TASK DETAILS - Pull every line containing "expected" from the data.

◇ ◇ ◇ ◇ ◇ ◇ ◇

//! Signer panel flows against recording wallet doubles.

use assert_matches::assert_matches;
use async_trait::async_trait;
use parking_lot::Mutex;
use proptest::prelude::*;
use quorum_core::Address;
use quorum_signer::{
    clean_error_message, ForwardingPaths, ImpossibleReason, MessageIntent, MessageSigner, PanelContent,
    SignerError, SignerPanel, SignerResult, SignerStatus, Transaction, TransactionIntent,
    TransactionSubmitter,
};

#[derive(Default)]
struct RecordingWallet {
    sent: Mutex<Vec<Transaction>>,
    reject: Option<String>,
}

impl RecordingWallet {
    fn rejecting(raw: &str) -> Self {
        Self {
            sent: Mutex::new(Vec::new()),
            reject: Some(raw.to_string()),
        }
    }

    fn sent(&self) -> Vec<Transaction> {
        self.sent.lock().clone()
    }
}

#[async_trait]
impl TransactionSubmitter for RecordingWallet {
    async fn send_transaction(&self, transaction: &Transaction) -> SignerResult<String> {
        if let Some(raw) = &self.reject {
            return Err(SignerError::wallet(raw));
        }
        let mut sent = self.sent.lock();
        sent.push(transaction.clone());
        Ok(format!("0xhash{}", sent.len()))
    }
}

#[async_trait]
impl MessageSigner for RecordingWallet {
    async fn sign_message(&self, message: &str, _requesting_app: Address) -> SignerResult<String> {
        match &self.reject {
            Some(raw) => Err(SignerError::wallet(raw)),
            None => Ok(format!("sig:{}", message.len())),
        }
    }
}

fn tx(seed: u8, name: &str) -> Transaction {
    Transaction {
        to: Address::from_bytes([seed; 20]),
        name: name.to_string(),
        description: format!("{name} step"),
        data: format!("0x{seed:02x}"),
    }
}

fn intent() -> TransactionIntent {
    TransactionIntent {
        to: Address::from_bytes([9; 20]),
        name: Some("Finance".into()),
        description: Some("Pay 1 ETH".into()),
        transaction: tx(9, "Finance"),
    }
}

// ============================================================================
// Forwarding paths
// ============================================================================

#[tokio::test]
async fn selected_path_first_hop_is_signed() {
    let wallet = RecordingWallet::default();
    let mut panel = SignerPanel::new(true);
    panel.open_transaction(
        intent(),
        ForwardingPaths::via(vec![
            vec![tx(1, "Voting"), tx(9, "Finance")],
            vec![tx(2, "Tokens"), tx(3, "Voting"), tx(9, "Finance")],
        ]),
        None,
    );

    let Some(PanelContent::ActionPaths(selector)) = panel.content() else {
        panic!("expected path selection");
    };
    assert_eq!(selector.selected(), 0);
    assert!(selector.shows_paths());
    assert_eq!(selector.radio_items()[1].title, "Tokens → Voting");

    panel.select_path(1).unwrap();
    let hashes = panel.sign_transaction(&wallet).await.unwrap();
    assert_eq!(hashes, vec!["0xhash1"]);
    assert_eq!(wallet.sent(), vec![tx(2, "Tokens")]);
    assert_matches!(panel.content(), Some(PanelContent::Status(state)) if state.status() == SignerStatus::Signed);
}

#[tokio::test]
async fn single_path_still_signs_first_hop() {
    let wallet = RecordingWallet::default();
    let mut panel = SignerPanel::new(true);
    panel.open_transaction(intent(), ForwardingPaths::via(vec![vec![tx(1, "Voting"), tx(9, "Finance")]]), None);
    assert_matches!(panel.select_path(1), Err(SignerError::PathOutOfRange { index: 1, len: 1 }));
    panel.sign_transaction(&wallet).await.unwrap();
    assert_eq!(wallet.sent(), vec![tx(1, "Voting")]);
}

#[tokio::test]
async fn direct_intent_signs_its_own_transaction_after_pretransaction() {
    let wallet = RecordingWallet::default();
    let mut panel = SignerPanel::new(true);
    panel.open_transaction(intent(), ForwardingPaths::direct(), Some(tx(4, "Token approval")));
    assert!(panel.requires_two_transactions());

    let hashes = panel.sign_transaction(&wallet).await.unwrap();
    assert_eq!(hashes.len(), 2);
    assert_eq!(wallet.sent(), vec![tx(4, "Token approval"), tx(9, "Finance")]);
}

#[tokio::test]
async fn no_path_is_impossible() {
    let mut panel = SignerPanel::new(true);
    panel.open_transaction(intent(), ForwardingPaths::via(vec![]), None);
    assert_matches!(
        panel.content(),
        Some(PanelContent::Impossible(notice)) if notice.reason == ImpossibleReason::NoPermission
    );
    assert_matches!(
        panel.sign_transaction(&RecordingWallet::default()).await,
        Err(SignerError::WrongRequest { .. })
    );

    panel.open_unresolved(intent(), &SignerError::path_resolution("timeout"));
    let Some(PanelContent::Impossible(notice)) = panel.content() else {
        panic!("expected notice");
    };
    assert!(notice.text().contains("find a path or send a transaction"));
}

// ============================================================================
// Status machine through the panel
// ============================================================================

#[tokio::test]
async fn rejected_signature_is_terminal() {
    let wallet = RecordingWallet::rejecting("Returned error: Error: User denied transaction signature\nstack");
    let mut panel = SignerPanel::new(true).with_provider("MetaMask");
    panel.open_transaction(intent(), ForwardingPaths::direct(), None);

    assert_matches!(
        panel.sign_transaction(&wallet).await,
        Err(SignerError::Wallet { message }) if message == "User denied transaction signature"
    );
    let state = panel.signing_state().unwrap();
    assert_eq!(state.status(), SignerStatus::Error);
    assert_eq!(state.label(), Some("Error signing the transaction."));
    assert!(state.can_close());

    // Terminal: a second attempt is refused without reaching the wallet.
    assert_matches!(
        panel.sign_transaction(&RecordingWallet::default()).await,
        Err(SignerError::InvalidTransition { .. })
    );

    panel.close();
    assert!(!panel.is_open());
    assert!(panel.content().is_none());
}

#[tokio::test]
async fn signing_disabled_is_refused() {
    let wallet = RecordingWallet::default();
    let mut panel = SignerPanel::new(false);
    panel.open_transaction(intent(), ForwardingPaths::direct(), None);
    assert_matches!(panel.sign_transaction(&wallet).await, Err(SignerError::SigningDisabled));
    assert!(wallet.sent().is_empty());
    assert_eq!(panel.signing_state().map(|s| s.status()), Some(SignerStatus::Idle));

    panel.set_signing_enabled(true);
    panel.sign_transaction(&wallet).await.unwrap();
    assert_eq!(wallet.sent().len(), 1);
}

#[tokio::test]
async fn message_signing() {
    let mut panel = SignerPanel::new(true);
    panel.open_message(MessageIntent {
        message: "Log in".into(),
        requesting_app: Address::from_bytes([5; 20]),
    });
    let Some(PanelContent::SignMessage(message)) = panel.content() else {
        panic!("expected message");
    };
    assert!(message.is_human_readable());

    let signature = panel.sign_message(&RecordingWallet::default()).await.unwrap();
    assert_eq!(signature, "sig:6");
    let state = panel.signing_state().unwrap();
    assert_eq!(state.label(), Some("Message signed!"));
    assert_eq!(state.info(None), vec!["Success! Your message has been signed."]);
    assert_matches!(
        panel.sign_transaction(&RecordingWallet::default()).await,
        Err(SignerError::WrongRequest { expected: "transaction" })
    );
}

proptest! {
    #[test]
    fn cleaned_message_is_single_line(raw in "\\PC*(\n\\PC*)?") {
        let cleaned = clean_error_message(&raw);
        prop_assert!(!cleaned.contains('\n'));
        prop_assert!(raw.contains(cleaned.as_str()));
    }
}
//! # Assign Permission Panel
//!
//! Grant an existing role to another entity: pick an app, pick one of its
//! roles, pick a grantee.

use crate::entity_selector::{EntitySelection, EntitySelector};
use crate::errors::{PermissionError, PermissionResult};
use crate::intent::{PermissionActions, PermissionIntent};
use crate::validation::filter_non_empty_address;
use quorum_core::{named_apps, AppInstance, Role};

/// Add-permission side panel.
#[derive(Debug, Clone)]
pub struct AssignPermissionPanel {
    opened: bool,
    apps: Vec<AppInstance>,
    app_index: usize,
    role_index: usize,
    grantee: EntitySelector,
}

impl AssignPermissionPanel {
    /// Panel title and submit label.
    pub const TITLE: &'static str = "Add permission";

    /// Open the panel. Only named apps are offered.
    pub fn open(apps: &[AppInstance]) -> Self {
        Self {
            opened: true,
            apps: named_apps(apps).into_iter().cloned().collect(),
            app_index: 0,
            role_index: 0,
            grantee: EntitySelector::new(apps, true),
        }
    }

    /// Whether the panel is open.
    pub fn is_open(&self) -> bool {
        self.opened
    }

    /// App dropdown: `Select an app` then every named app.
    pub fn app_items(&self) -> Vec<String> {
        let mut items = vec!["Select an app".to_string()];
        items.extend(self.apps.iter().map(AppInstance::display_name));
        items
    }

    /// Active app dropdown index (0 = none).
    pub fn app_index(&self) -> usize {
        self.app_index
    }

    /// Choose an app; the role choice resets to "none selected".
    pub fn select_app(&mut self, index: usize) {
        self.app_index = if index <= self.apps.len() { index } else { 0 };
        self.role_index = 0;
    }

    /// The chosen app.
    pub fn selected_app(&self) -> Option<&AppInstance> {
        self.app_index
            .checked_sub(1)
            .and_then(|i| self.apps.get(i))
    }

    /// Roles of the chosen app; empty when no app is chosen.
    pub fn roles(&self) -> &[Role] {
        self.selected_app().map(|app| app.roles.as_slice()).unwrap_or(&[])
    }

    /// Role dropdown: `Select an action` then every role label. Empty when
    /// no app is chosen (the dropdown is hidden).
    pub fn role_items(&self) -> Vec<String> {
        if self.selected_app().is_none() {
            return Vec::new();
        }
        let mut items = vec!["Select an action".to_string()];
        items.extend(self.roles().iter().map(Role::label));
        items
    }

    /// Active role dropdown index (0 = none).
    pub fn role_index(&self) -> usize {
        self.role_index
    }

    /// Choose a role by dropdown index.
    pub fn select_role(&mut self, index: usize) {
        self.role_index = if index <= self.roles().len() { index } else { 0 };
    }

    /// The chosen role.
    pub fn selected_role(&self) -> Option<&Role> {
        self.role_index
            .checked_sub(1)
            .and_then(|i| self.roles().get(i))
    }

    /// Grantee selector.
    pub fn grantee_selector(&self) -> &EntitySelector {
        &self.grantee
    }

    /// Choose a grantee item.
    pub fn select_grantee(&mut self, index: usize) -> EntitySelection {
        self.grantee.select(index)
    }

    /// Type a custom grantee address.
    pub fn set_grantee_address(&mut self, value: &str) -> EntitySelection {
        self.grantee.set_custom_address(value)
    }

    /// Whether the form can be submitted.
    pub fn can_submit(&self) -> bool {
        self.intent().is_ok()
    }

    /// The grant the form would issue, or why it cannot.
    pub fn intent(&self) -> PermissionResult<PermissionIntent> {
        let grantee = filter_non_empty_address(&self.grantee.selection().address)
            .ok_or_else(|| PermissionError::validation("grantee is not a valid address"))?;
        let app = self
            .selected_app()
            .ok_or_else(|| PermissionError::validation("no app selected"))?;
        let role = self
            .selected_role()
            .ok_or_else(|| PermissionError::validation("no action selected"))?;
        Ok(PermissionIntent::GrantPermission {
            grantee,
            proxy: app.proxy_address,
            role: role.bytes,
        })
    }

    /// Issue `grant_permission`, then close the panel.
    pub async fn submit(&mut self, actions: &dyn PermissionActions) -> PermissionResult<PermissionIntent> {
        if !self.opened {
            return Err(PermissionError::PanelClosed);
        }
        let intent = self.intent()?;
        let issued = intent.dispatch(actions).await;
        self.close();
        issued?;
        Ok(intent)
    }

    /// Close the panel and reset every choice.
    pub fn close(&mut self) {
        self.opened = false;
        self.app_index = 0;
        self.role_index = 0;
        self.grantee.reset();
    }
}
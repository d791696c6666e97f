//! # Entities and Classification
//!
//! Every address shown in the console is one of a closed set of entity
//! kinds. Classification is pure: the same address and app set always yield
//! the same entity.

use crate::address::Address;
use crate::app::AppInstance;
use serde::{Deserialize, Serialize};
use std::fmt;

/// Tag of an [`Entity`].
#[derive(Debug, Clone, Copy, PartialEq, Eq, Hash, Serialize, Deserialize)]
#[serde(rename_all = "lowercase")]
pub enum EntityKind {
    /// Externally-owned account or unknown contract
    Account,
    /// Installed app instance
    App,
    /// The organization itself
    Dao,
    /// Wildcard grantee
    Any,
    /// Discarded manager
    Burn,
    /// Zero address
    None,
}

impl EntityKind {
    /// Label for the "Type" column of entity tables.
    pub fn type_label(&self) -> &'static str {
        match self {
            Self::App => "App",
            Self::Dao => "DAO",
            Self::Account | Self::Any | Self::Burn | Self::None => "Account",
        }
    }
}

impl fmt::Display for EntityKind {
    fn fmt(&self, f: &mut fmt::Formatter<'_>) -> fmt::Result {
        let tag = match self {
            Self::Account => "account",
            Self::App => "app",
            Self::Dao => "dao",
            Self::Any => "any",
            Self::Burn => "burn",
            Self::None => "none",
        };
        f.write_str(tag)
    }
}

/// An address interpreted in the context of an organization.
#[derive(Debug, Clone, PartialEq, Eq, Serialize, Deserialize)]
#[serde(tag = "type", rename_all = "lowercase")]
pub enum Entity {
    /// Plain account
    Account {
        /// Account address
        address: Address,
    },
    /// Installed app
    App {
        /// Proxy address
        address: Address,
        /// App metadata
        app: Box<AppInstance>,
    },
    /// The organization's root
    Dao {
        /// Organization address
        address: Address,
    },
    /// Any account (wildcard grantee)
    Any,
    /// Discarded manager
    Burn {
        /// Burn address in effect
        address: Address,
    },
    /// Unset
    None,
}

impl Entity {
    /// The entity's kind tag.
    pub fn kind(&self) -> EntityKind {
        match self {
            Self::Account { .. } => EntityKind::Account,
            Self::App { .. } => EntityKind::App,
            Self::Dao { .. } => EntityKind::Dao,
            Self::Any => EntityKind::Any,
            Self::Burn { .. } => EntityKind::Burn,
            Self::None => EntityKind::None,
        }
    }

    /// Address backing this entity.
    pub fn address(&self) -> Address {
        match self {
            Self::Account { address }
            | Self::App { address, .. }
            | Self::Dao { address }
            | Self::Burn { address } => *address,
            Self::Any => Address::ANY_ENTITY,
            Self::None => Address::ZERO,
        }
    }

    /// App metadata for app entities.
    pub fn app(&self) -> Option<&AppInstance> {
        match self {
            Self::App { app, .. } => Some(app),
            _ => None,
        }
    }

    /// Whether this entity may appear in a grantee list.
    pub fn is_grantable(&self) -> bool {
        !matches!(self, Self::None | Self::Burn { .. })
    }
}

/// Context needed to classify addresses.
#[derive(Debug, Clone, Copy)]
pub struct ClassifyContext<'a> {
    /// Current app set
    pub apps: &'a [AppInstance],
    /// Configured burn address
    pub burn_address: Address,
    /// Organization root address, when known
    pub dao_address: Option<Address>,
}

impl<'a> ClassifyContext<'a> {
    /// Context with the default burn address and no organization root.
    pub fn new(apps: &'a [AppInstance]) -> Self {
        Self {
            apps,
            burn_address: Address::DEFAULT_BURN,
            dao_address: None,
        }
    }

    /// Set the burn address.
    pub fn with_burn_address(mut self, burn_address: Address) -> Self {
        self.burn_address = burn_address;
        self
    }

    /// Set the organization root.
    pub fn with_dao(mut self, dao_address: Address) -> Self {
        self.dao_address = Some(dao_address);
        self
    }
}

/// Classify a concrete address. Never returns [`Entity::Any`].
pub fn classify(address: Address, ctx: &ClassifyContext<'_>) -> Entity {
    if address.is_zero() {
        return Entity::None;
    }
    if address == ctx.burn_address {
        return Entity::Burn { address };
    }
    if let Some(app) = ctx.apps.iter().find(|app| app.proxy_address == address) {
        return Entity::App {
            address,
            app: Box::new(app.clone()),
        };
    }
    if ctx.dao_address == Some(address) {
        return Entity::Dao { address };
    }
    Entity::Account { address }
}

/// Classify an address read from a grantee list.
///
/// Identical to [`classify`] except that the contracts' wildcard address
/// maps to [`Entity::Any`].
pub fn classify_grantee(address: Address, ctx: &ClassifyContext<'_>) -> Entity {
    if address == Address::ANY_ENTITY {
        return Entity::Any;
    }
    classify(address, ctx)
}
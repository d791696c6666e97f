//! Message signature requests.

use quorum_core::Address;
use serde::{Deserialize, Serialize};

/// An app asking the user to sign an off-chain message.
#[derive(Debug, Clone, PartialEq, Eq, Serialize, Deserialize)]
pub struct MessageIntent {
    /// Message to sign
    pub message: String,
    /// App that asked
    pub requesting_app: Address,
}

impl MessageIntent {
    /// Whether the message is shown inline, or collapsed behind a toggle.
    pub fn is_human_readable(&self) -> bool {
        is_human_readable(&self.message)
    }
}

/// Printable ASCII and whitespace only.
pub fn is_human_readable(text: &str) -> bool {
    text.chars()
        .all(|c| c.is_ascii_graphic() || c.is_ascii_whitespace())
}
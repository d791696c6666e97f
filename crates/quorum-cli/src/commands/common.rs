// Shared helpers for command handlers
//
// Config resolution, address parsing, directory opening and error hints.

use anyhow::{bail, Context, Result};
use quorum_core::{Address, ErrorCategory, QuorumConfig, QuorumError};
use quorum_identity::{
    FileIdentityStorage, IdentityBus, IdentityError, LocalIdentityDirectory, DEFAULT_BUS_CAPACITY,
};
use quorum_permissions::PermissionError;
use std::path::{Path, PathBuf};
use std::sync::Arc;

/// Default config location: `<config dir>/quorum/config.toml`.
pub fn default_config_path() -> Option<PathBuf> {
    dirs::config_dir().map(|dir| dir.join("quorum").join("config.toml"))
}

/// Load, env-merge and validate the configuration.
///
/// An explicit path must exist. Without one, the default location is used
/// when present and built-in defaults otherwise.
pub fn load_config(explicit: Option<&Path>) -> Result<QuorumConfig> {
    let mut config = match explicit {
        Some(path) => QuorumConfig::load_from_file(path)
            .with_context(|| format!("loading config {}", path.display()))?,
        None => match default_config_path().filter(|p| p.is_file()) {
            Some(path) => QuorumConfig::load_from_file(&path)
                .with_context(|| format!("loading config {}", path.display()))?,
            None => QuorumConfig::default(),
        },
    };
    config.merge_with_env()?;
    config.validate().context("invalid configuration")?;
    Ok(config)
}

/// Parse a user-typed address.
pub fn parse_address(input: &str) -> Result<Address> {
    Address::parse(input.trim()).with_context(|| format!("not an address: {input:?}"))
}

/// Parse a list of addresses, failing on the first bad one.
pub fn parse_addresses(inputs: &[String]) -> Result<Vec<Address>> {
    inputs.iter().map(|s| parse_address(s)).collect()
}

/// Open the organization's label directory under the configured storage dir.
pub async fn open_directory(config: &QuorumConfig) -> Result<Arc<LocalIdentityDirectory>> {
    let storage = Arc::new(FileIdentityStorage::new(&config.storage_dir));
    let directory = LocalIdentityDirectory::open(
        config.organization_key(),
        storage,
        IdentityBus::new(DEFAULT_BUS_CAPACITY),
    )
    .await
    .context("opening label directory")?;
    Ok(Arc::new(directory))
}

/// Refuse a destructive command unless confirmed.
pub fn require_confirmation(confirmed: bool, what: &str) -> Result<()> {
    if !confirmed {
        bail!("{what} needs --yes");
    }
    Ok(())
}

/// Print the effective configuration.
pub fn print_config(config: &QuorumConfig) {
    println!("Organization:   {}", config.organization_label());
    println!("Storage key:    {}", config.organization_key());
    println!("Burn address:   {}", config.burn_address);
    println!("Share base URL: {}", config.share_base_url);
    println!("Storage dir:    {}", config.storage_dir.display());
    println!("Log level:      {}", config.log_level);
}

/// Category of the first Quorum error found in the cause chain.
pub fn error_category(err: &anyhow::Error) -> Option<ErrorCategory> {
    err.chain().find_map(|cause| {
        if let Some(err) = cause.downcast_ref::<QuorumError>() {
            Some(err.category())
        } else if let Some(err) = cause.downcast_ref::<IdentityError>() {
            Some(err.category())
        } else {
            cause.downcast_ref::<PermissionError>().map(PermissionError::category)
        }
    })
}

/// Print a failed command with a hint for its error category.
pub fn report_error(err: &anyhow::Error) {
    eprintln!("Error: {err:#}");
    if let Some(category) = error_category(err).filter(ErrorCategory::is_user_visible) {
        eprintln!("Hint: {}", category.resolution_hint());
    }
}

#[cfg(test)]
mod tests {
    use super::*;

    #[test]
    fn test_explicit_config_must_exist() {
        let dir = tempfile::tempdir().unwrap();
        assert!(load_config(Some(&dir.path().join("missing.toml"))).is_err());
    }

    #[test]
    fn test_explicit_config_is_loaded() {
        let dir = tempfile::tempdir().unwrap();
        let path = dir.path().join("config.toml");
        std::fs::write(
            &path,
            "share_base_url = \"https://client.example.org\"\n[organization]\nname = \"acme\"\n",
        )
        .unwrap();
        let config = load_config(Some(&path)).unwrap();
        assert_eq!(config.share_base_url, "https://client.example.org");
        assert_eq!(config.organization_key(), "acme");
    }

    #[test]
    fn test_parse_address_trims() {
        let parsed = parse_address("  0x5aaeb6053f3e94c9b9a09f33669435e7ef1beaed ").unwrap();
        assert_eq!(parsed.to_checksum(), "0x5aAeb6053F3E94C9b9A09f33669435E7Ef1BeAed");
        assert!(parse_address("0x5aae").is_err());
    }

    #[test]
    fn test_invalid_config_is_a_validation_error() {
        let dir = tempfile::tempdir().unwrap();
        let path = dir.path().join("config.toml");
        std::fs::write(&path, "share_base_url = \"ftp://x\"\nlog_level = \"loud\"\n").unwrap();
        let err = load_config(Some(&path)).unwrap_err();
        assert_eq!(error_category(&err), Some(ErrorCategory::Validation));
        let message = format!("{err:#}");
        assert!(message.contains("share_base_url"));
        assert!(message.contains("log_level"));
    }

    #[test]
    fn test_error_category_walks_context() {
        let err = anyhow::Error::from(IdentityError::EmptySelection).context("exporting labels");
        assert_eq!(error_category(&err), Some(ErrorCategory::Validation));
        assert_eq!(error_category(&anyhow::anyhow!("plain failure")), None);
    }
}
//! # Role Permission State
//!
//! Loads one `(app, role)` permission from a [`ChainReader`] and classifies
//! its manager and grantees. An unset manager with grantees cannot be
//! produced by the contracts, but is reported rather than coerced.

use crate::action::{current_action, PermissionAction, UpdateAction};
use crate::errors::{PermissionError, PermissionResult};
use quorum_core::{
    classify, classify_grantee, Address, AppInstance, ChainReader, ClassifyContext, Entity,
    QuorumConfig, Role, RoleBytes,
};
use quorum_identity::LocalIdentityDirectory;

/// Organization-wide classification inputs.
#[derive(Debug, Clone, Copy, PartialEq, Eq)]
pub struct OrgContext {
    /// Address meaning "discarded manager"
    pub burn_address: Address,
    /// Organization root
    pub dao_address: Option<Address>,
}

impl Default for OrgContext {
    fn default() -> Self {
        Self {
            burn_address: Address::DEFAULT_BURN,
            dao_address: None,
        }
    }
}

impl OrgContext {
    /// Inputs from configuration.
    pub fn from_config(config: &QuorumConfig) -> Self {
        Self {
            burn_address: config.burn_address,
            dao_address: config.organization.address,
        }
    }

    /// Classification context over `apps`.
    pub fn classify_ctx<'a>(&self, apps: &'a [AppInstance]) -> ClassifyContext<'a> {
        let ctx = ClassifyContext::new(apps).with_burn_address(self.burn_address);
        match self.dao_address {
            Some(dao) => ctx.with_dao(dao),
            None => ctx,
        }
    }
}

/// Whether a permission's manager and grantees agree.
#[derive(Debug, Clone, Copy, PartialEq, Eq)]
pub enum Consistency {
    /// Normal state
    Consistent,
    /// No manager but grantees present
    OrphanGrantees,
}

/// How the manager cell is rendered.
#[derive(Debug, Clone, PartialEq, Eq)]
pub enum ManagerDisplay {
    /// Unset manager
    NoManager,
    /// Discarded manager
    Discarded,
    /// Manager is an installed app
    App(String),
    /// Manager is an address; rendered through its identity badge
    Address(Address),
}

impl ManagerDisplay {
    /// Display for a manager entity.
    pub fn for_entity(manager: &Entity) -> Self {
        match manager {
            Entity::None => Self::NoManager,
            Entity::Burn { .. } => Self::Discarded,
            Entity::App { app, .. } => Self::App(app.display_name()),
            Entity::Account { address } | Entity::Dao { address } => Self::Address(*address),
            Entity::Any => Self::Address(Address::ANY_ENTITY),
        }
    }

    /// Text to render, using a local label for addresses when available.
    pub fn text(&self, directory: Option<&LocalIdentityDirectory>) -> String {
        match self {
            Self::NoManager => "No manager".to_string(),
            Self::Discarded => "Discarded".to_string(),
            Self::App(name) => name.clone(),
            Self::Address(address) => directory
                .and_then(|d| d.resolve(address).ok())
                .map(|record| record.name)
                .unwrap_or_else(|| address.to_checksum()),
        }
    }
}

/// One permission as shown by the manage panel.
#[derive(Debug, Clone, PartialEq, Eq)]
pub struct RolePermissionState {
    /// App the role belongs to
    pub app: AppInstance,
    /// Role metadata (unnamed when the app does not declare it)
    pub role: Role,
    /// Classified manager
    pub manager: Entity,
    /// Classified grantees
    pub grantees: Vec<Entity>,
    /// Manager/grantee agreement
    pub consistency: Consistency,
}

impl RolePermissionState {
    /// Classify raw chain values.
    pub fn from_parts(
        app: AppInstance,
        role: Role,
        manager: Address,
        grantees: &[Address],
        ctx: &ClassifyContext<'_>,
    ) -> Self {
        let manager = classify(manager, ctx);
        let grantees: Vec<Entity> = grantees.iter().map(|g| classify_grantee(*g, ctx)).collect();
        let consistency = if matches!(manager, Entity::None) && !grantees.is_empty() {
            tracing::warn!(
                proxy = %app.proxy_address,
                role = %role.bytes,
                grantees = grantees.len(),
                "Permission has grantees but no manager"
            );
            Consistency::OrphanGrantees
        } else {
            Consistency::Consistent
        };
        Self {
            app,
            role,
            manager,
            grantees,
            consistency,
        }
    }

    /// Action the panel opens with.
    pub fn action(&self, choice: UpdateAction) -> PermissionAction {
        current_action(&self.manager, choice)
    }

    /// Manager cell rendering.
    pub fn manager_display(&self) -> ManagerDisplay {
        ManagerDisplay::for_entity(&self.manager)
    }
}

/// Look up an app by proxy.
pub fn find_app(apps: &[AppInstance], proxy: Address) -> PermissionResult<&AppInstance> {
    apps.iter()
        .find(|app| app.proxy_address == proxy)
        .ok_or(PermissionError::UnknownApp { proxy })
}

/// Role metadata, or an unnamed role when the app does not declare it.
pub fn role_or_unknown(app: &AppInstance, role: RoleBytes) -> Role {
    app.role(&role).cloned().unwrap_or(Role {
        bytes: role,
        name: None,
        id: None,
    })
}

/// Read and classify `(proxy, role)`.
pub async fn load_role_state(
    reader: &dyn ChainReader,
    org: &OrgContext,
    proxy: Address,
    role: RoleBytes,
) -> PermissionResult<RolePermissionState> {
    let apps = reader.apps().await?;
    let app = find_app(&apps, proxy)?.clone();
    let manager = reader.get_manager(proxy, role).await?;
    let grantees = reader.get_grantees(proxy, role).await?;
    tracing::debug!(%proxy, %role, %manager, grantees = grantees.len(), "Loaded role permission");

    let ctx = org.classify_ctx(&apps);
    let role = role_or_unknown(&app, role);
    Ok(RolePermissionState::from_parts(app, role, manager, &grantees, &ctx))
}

◇ ◇ ◇ ◇ ◇ ◇ ◇

TASK ANSWER -
        panic!("expected path selection");
        panic!("expected notice");
        panic!("expected message");
        Err(SignerError::WrongRequest { expected: "transaction" })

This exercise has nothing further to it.